● How to complete this task
Write down exactly the lines of the records below, beginning with the first and ending with the line that includes "pub fn is_development(&self)".

(Collected data entries)
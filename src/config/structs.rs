use std::net::IpAddr;

use serde::{Deserialize, Serialize};

use crate::errors::{LocatorError, Result};

pub const DEFAULT_CONFIG_PATH: &str = "config.toml";
pub const ENV_PREFIX: &str = "LTZ";

/// 运行环境
///
/// `Development` exposes full error detail on 5xx responses.
#[derive(Debug, Clone, Copy, PartialEq, Eq, Serialize, Deserialize, Default)]
#[serde(rename_all = "lowercase")]
pub enum Environment {
    #[default]
    Production,
    Development,
    Test,
}

impl Environment {
    pub fn is_development(&self) -> bool {
        matches!(self, Self::Development)
    }
}

impl std::fmt::Display for Environment {
    fn fmt(&self, f: &mut std::fmt::Formatter<'_>) -> std::fmt::Result {
        match self {
            Self::Production => write!(f, "production"),
            Self::Development => write!(f, "development"),
            Self::Test => write!(f, "test"),
        }
    }
}

impl std::str::FromStr for Environment {
    type Err = String;
    fn from_str(s: &str) -> std::result::Result<Self, Self::Err> {
        match s.to_lowercase().as_str() {
            "production" => Ok(Self::Production),
            "development" => Ok(Self::Development),
            "test" => Ok(Self::Test),
            _ => Err(format!(
                "Invalid environment: '{}'. Valid: production, development, test",
                s
            )),
        }
    }
}

/// 静态配置（从 TOML + 环境变量加载，启动时使用）
#[derive(Debug, Clone, Serialize, Deserialize, Default)]
pub struct StaticConfig {
    #[serde(default)]
    pub server: ServerConfig,
    #[serde(default)]
    pub logging: LoggingConfig,
    #[serde(default)]
    pub geoip: GeoIpConfig,
    #[serde(default)]
    pub cors: CorsConfig,
}

impl StaticConfig {
    /// 从 TOML 文件和环境变量加载配置
    ///
    /// 优先级：ENV > config.toml > 默认值
    /// ENV 前缀：LTZ，分隔符：__
    /// 示例：LTZ__SERVER__PORT=9999
    pub fn load(path: Option<&str>) -> Result<Self> {
        use config::{Config, Environment as EnvSource, File};

        let path = path.unwrap_or(DEFAULT_CONFIG_PATH);

        let settings = Config::builder()
            .add_source(File::with_name(path).required(false))
            .add_source(
                EnvSource::with_prefix(ENV_PREFIX)
                    .separator("__")
                    .try_parsing(true),
            )
            .build()?;

        let config: StaticConfig = settings.try_deserialize()?;
        config.validate()?;
        Ok(config)
    }

    /// 启动前校验
    pub fn validate(&self) -> Result<()> {
        if self.server.port == 0 {
            return Err(LocatorError::config("server.port must be non-zero"));
        }
        if self.server.workers == 0 {
            return Err(LocatorError::config("server.workers must be at least 1"));
        }
        if self.geoip.health_probe_ip.parse::<IpAddr>().is_err() {
            return Err(LocatorError::config(format!(
                "geoip.health_probe_ip is not an IP address: '{}'",
                self.geoip.health_probe_ip
            )));
        }
        if !matches!(self.logging.format.as_str(), "text" | "json") {
            return Err(LocatorError::config(format!(
                "logging.format must be 'text' or 'json', got '{}'",
                self.logging.format
            )));
        }
        Ok(())
    }

    /// 生成示例 TOML 配置文件
    pub fn generate_sample_config() -> Result<String> {
        Ok(toml::to_string_pretty(&Self::default())?)
    }

    /// 保存配置到 TOML 文件
    pub fn save_to_file<P: AsRef<std::path::Path>>(&self, path: P) -> Result<()> {
        let content = toml::to_string_pretty(self)?;

        if let Some(parent) = path.as_ref().parent()
            && !parent.as_os_str().is_empty()
            && !parent.exists()
        {
            std::fs::create_dir_all(parent)?;
        }

        std::fs::write(path, content)?;
        Ok(())
    }
}

/// 服务器配置
#[derive(Debug, Clone, Serialize, Deserialize)]
pub struct ServerConfig {
    #[serde(default = "default_server_host")]
    pub host: String,
    #[serde(default = "default_server_port")]
    pub port: u16,
    #[serde(default = "default_workers")]
    pub workers: usize,
    #[serde(default)]
    pub environment: Environment,
}

/// 日志配置
#[derive(Debug, Clone, Serialize, Deserialize)]
pub struct LoggingConfig {
    #[serde(default = "default_log_level")]
    pub level: String,
    #[serde(default = "default_log_format")]
    pub format: String,
    #[serde(default)]
    pub file: Option<String>,
    #[serde(default = "default_max_backups")]
    pub max_backups: u32,
    #[serde(default = "default_enable_rotation")]
    pub enable_rotation: bool,
}

/// GeoIP 配置
#[derive(Debug, Clone, Serialize, Deserialize)]
pub struct GeoIpConfig {
    /// MaxMind GeoLite2-City.mmdb 路径
    #[serde(default = "default_database_path")]
    pub database_path: String,
    /// Address resolved by the health check as a smoke test
    #[serde(default = "default_health_probe_ip")]
    pub health_probe_ip: String,
}

/// CORS 配置
#[derive(Debug, Clone, Serialize, Deserialize)]
pub struct CorsConfig {
    #[serde(default = "default_cors_enabled")]
    pub enabled: bool,
    #[serde(default = "default_cors_max_age")]
    pub max_age: usize,
}

// ============================================================
// Default value functions
// ============================================================

fn default_server_host() -> String {
    "127.0.0.1".to_string()
}

fn default_server_port() -> u16 {
    7755
}

fn default_workers() -> usize {
    num_cpus::get()
}

fn default_log_level() -> String {
    "info".to_string()
}

fn default_log_format() -> String {
    "text".to_string()
}

fn default_max_backups() -> u32 {
    5
}

fn default_enable_rotation() -> bool {
    true
}

fn default_database_path() -> String {
    "GeoLite2-City.mmdb".to_string()
}

fn default_health_probe_ip() -> String {
    "8.8.8.8".to_string()
}

fn default_cors_enabled() -> bool {
    true
}

fn default_cors_max_age() -> usize {
    3600
}

// ============================================================
// Default implementations
// ============================================================

impl Default for ServerConfig {
    fn default() -> Self {
        Self {
            host: default_server_host(),
            port: default_server_port(),
            workers: default_workers(),
            environment: Environment::default(),
        }
    }
}

impl Default for LoggingConfig {
    fn default() -> Self {
        Self {
            level: default_log_level(),
            format: default_log_format(),
            file: None,
            max_backups: default_max_backups(),
            enable_rotation: default_enable_rotation(),
        }
    }
}

impl Default for GeoIpConfig {
    fn default() -> Self {
        Self {
            database_path: default_database_path(),
            health_probe_ip: default_health_probe_ip(),
        }
    }
}

impl Default for CorsConfig {
    fn default() -> Self {
        Self {
            enabled: default_cors_enabled(),
            max_age: default_cors_max_age(),
        }
    }
}

#[cfg(test)]
mod tests {
    use super::*;
    use std::io::Write;

    #[test]
    fn test_defaults_are_valid() {
        let config = StaticConfig::default();
        assert!(config.validate().is_ok());
        assert_eq!(config.server.port, 7755);
        assert_eq!(config.geoip.health_probe_ip, "8.8.8.8");
        assert_eq!(config.server.environment, Environment::Production);
    }

    #[test]
    fn test_validate_rejects_bad_probe_ip() {
        let mut config = StaticConfig::default();
        config.geoip.health_probe_ip = "dns.google".to_string();
        assert!(matches!(config.validate(), Err(LocatorError::Config(_))));
    }

    #[test]
    fn test_validate_rejects_zero_port() {
        let mut config = StaticConfig::default();
        config.server.port = 0;
        assert!(config.validate().is_err());
    }

    #[test]
    fn test_validate_rejects_unknown_log_format() {
        let mut config = StaticConfig::default();
        config.logging.format = "xml".to_string();
        assert!(config.validate().is_err());
    }

    #[test]
    fn test_load_from_toml_file() {
        let dir = tempfile::tempdir().unwrap();
        let path = dir.path().join("locator.toml");
        let mut file = std::fs::File::create(&path).unwrap();
        writeln!(
            file,
            "[server]\nport = 9000\nenvironment = \"development\"\n\n[geoip]\nhealth_probe_ip = \"1.1.1.1\""
        )
        .unwrap();

        let config = StaticConfig::load(path.to_str()).unwrap();
        assert_eq!(config.server.port, 9000);
        assert!(config.server.environment.is_development());
        assert_eq!(config.geoip.health_probe_ip, "1.1.1.1");
        assert_eq!(config.geoip.database_path, "GeoLite2-City.mmdb");
    }

    #[test]
    fn test_sample_config_round_trips_through_file() {
        let sample = StaticConfig::generate_sample_config().unwrap();
        assert!(sample.contains("[server]"));
        assert!(sample.contains("health_probe_ip"));

        let dir = tempfile::tempdir().unwrap();
        let path = dir.path().join("nested").join("config.toml");
        StaticConfig::default().save_to_file(&path).unwrap();
        assert!(path.exists());
    }

    #[test]
    fn test_environment_from_str() {
        assert_eq!(
            "Development".parse::<Environment>().unwrap(),
            Environment::Development
        );
        assert!("staging".parse::<Environment>().is_err());
    }
}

● Solution to this exercise
filename src/config/structs.rs
use std::net::IpAddr;

use serde::{Deserialize, Serialize};

use crate::errors::{LocatorError, Result};

pub const DEFAULT_CONFIG_PATH: &str = "config.toml";
pub const ENV_PREFIX: &str = "LTZ";

/// 运行环境
///
/// `Development` exposes full error detail on 5xx responses.
#[derive(Debug, Clone, Copy, PartialEq, Eq, Serialize, Deserialize, Default)]
#[serde(rename_all = "lowercase")]
pub enum Environment {
    #[default]
    Production,
    Development,
    Test,
}

impl Environment {
    pub fn is_development(&self) -> bool {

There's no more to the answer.